▶ [Work item] Counting the line with "the manifest to" as the last one, copy out the lines of the data exactly from the first onward.

(Material shown)

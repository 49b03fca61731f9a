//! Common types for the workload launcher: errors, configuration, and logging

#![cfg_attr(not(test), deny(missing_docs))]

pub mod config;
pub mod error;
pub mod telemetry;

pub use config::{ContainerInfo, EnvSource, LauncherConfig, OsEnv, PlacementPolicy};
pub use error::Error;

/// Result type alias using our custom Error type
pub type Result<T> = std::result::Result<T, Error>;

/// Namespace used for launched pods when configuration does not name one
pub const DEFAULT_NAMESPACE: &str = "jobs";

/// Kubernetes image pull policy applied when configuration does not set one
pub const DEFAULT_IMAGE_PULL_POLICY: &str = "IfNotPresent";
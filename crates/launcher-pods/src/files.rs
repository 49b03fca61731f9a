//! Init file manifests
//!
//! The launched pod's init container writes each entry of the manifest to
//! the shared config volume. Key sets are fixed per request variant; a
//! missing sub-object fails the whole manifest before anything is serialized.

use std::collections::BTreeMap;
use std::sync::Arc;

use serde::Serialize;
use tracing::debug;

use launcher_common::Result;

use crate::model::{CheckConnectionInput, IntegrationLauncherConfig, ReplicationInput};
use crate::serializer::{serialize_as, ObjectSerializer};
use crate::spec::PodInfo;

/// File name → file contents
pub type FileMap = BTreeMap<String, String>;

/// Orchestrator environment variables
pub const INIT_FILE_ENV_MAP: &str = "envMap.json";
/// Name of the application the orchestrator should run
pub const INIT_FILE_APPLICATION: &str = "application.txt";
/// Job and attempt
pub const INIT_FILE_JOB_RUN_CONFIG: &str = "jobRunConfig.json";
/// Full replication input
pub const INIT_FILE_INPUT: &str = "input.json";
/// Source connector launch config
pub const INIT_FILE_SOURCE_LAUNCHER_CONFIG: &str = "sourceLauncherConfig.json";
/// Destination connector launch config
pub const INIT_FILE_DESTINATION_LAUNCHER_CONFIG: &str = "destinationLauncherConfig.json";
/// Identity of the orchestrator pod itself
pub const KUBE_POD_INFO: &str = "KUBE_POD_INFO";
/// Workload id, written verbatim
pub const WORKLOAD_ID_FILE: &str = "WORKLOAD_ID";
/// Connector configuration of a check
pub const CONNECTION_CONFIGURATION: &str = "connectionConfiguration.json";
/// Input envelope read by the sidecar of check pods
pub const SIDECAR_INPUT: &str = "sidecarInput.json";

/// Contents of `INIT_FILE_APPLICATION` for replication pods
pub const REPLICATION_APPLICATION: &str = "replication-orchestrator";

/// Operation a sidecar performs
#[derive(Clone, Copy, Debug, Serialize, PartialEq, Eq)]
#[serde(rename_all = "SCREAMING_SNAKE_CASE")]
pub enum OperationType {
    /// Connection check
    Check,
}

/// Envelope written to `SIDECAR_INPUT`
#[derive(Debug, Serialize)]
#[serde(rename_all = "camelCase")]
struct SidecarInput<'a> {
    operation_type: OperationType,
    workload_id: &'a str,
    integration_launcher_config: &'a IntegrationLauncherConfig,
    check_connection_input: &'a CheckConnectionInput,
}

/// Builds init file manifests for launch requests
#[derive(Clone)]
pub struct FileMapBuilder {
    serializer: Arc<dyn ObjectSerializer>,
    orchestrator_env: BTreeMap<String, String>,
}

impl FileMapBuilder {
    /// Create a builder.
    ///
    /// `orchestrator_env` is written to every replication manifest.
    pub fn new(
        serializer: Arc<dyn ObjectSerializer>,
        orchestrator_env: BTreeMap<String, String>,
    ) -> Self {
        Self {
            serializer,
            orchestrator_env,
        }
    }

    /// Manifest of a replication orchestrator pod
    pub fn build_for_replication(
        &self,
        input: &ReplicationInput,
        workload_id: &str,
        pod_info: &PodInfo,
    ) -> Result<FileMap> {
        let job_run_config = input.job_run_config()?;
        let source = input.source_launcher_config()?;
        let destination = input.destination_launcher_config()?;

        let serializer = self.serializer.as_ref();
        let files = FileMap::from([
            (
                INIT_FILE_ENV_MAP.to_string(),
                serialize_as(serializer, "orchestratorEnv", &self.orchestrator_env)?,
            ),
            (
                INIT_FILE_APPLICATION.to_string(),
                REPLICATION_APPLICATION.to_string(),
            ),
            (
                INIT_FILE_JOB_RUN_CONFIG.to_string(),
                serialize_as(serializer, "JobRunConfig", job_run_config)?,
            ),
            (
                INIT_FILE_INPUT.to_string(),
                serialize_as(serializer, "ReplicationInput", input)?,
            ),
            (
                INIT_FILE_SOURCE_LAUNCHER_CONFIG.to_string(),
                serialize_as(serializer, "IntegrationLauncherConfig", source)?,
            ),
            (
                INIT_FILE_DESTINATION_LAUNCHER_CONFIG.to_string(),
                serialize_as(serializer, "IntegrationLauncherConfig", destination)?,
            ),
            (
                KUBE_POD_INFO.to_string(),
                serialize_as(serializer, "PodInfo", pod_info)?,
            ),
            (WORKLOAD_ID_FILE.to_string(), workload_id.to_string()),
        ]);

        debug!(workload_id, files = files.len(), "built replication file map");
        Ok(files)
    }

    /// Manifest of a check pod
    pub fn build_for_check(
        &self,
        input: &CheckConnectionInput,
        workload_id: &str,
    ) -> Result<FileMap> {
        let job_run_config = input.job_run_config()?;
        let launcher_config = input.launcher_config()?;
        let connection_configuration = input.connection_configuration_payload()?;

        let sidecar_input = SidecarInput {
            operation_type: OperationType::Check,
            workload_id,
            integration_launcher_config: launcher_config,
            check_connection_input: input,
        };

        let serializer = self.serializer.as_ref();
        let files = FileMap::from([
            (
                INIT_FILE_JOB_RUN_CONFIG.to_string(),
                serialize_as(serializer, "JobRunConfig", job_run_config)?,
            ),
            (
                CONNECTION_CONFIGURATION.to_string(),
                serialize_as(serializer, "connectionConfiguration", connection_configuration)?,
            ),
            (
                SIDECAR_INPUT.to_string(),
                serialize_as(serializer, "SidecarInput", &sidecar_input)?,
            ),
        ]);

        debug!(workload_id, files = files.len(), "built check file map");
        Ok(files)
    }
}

(End Material shown)

▶ [The answer]
repository 49b03fca61731f9a
//! Common types for the workload launcher: errors, configuration, and logging

#![cfg_attr(not(test), deny(missing_docs))]

pub mod config;
pub mod error;
pub mod telemetry;

pub use config::{ContainerInfo, EnvSource, LauncherConfig, OsEnv, PlacementPolicy};
pub use error::Error;

/// Result type alias using our custom Error type
pub type Result<T> = std::result::Result<T, Error>;

/// Namespace used for launched pods when configuration does not name one
pub const DEFAULT_NAMESPACE: &str = "jobs";

/// Kubernetes image pull policy applied when configuration does not set one
pub const DEFAULT_IMAGE_PULL_POLICY: &str = "IfNotPresent";
filename crates/launcher-pods/src/files.rs
repository 49b03fca61731f9a
//! Init file manifests
//!
//! The launched pod's init container writes each entry of the manifest to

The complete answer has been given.